Question

Mulf A, B, and C are three mutually exclusive events, the probability of their union is equal to__________
A. $P(A)P(B)P(C)$
B. $P(A) + P(B) + P(C) - P(ABC)$
C. $P(A) + P(B) + P(C)$
D. $P(A)P(B) + P(C)P(A) + P(B)P(C)$

Answer 1

Hint: According to the question given in the question we have to determine the probability of their union when mulf A, B, and C are three mutually exclusive events. So, first of all we have to understand about the mutually exclusive event which is as explained below:
According to probability theory, two events are said to be mutually exclusive if they can’t occur at the same time or simultaneously and we can also called the mutually exclusive events as the disjoint event. If two or three events are considered as a disjoint event, then the probability of both events occurring at the same time will be zero.
If A, B and C are three mutually exclusive events, then the probability of disjoint of events A, B and C can be represented as:
Probability of disjoint or mutually exclusive event $P(AandB) = 0$
Probability of disjoint or mutually exclusive event $P(AorB) = P(A) + P(B)$
Now, we have to determine the diagram for the all three mutually exclusive events and with the help of diagrams we can determine the probability of their union.

Complete step-by-step solution:
Step 1: Now, if A, B and C are three mutually exclusive events, then the probability of disjoint of events A, B and C can be represented as mentioned in the solution hint if two or three events are considered as a disjoint event, then the probability of both events occurring at the same time will be zero so, first of all we have to draw the diagram.

Step 2: Now, as from the diagram as we obtained in the solution step 1 we can see that there is no any common point between them or we can say that there is no intersection in between all the three mutually exclusive events which are A, B, and C.
Step 3: Now, as from the solution step 2 according to the diagram we can see that there are no intersections between the points.
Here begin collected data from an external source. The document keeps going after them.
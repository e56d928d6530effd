//! Provides a type-safe, fluent builder for constructing `Select` ASTs.

// --- Typestate Marker Structs ---
// These zero-sized structs represent the state of the builder.
// They ensure that methods are called in the correct SQL order at compile time.

use crate::query::ast::{
    common::{JoinKind, OrderDir, TableRef},
    expr::Expr,
    select::{FromClause, FromSource, JoinClause, OrderByExpr, Select},
};

/// The initial state of the builder before any clauses have been added.
#[derive(Debug, Default, Clone)]
pub struct InitialState;

/// The state after the `SELECT` clause has been added.
#[derive(Debug, Default, Clone)]
pub struct SelectState;

/// The state after the `FROM` clause has been added.
#[derive(Debug, Default, Clone)]
pub struct FromState;

// --- The Main Builder ---

#[derive(Debug, Clone)]
pub struct SelectBuilder<State> {
    ast: Select,
    state: State,
}

impl Default for SelectBuilder<InitialState> {
    fn default() -> Self {
        Self::new()
    }
}

/// Implementation for the initial state of the builder.
impl SelectBuilder<InitialState> {
    pub fn new() -> Self {
        Self {
            ast: Select::default(),
            state: InitialState,
        }
    }

    /// Turns the statement into `SELECT DISTINCT`.
    pub fn distinct(mut self) -> Self {
        self.ast.distinct = true;
        self
    }

    /// Adds a `SELECT` clause with a list of columns.
    /// This is the entry point for building a select query.
    pub fn select(mut self, columns: Vec<Expr>) -> SelectBuilder<SelectState> {
        self.ast.columns = columns;
        SelectBuilder {
            ast: self.ast,
            state: SelectState,
        }
    }
}

/// Implementation for the state after `SELECT` has been called.
/// The only valid next step is to specify a `FROM` source.
impl SelectBuilder<SelectState> {
    /// Adds a `FROM` clause reading from a table.
    pub fn from(self, table: TableRef, alias: Option<&str>) -> SelectBuilder<FromState> {
        self.from_source(FromSource::Table(table), alias)
    }

    /// Adds a `FROM` clause reading from already rendered SQL.
    pub fn from_subquery(self, sql: &str, alias: &str) -> SelectBuilder<FromState> {
        self.from_source(FromSource::Subquery(sql.to_string()), Some(alias))
    }

    pub fn from_source(mut self, source: FromSource, alias: Option<&str>) -> SelectBuilder<FromState> {
        self.ast.from = Some(FromClause {
            source,
            alias: alias.map(String::from),
        });
        SelectBuilder {
            ast: self.ast,
            state: FromState,
        }
    }
}

/// Implementation for the state after `FROM` has been called.
/// From here, we can add optional clauses like `JOIN`, `WHERE`, etc.
impl SelectBuilder<FromState> {
    /// Adds a `JOIN` clause to the query.
    pub fn join(mut self, kind: JoinKind, table: TableRef, alias: Option<&str>, on: Expr) -> Self {
        self.ast.joins.push(JoinClause {
            kind,
            table,
            alias: alias.map(String::from),
            on,
        });
        self
    }

    /// Sets the `WHERE` clause, replacing any previous condition.
    pub fn where_clause(mut self, condition: Expr) -> Self {
        self.ast.where_clause = Some(condition);
        self
    }

    /// Adds an `ORDER BY` clause to the query.
    pub fn order_by(mut self, expr: Expr, direction: Option<OrderDir>) -> Self {
        self.ast.order_by.push(OrderByExpr { expr, direction });
        self
    }

    /// Adds a `LIMIT` clause to the query.
    pub fn limit(mut self, limit: Expr) -> Self {
        self.ast.limit = Some(limit);
        self
    }

    /// Adds an `OFFSET` clause to the query.
    pub fn offset(mut self, offset: Expr) -> Self {
        self.ast.offset = Some(offset);
        self
    }

    /// Finalizes and returns the constructed `Select` AST.
    pub fn build(self) -> Select {
        self.ast
    }
}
Hence,
$ \Rightarrow P(A \cup B \cup C) = P(A) + P(B) + P(C)$
Final solution: Hence, we have determined the probability of all the three events A, B, and C union is equal to$P(A) + P(B) + P(C)$.

Therefore option (C) is correct.

Note: In probability the specific addition is valid when two or three events are mutually exclusive and it stated that the probability of either event occurring is the sum of the probability of each occurring event.
Two events are said to be mutually exclusive if they can’t occur at the same time or simultaneously and we can also called the mutually exclusive events as the disjoint event.